RECORDS FOR THE EXERCISE Start Marker
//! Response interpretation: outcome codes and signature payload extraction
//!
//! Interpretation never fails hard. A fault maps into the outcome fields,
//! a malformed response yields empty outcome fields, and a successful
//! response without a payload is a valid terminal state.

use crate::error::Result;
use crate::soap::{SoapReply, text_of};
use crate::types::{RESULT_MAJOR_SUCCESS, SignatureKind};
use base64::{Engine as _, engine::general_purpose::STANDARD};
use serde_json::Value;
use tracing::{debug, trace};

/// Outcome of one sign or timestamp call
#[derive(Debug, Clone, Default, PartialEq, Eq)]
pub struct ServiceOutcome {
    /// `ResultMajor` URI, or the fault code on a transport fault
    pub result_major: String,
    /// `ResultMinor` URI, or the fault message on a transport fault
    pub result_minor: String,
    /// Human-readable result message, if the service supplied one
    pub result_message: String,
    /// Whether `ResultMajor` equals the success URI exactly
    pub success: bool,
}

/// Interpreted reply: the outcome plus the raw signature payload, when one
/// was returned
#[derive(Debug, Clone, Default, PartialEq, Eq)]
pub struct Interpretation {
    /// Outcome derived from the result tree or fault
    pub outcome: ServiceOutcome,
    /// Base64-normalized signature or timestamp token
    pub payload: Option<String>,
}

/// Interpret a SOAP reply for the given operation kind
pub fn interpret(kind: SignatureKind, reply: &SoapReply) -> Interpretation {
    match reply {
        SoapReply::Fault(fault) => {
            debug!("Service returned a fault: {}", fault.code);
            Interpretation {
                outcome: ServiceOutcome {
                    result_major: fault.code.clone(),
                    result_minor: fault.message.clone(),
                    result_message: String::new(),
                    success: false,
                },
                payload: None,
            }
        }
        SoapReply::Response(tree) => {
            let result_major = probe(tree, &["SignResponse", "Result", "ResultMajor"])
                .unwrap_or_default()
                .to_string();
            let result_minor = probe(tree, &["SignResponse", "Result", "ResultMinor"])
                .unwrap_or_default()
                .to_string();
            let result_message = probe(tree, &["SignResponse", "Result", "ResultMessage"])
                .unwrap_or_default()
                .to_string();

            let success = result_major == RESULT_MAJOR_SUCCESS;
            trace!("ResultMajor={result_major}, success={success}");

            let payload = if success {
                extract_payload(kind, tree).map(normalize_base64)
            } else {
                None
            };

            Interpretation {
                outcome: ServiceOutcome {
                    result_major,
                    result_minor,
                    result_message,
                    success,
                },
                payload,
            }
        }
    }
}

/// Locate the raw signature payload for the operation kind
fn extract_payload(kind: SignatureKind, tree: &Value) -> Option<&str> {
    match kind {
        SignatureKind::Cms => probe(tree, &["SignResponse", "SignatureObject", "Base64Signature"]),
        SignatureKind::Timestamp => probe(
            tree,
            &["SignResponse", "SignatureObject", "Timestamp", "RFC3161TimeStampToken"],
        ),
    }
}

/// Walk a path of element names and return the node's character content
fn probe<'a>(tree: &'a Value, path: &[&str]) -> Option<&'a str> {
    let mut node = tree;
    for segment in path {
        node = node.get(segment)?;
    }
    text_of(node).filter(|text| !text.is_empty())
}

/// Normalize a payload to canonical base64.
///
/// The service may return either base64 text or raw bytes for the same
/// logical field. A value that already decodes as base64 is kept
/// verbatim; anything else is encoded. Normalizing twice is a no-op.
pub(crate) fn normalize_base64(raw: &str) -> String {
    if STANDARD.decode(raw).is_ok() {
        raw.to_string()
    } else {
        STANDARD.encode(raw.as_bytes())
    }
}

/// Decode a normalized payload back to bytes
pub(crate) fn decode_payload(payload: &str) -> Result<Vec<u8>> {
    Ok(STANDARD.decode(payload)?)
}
RECORDS FOR THE EXERCISE End Marker
RECORDS FOR THE EXERCISE Start Marker
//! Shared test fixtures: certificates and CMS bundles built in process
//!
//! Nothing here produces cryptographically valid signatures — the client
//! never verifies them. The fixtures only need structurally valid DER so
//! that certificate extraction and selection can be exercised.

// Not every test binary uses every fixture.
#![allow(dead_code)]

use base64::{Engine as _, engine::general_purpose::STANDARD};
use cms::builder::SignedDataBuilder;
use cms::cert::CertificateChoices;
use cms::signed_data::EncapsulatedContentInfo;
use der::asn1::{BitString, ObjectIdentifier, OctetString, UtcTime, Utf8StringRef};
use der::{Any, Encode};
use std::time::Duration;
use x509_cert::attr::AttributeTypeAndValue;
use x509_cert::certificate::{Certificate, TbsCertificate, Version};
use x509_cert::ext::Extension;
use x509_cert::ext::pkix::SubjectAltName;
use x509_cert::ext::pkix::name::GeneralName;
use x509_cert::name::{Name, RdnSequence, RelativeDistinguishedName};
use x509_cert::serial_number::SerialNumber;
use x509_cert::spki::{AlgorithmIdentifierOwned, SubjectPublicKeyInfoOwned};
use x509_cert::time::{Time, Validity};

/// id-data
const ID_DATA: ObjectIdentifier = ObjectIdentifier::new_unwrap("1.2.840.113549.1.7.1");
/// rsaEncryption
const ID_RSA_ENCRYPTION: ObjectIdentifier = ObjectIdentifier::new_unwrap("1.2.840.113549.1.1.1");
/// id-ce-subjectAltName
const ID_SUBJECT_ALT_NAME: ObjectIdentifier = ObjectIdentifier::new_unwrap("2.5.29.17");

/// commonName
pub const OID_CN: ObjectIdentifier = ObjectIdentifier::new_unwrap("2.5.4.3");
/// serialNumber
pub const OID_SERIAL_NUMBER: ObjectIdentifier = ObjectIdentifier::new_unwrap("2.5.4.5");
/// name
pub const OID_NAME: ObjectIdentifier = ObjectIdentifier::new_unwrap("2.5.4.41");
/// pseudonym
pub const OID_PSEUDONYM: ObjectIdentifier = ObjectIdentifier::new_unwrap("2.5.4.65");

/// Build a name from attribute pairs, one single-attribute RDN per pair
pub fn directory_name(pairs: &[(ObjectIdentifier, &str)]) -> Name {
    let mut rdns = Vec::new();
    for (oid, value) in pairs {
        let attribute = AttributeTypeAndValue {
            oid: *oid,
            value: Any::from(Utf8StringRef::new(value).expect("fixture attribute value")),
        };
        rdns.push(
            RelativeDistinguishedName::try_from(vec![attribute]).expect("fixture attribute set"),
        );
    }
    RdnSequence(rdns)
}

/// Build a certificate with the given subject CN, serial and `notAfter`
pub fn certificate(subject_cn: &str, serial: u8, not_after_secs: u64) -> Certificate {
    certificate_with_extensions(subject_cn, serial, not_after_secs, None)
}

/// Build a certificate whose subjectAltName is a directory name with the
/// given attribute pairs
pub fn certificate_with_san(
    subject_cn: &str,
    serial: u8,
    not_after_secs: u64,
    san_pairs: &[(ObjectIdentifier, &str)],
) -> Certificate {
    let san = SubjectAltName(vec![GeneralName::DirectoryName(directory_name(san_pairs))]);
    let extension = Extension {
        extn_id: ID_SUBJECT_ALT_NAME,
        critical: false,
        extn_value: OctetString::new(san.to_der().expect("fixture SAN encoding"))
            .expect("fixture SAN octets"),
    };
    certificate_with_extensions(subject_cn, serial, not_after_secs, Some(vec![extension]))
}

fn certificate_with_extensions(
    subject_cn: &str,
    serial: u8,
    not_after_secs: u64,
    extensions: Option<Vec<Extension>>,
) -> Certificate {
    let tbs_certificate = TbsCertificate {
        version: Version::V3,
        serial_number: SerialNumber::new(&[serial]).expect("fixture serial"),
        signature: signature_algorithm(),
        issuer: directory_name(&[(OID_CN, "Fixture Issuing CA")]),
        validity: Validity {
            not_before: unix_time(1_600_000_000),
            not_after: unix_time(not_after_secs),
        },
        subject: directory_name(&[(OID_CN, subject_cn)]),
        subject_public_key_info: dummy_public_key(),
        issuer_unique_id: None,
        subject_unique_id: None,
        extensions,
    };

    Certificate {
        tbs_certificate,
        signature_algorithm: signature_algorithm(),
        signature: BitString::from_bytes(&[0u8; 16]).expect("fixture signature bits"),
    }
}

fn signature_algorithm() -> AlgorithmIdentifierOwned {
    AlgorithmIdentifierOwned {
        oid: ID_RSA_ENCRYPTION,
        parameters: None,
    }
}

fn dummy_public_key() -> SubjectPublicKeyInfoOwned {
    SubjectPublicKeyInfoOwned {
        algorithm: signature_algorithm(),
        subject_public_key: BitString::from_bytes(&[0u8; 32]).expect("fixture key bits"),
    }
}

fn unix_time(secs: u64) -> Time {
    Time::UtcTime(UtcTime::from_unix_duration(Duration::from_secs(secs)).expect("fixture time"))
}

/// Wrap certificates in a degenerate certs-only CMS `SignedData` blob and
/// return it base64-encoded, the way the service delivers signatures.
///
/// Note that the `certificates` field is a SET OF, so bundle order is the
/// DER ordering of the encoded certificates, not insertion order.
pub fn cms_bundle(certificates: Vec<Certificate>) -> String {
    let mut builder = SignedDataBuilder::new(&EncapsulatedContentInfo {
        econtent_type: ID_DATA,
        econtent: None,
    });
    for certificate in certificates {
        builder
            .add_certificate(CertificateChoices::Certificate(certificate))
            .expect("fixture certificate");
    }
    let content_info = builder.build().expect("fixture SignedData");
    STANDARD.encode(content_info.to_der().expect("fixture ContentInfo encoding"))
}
RECORDS FOR THE EXERCISE End Marker
## [TASK INSTRUCTIONS]
Reproduce, character for character, only the lines of the preceding data that start at the line with "or timestamp call" and end at the line with "message on a transport fault", both included.

## [EXERCISE ANSWER]
/// Outcome of one sign or timestamp call
#[derive(Debug, Clone, Default, PartialEq, Eq)]
pub struct ServiceOutcome {
    /// `ResultMajor` URI, or the fault code on a transport fault
    pub result_major: String,
    /// `ResultMinor` URI, or the fault message on a transport fault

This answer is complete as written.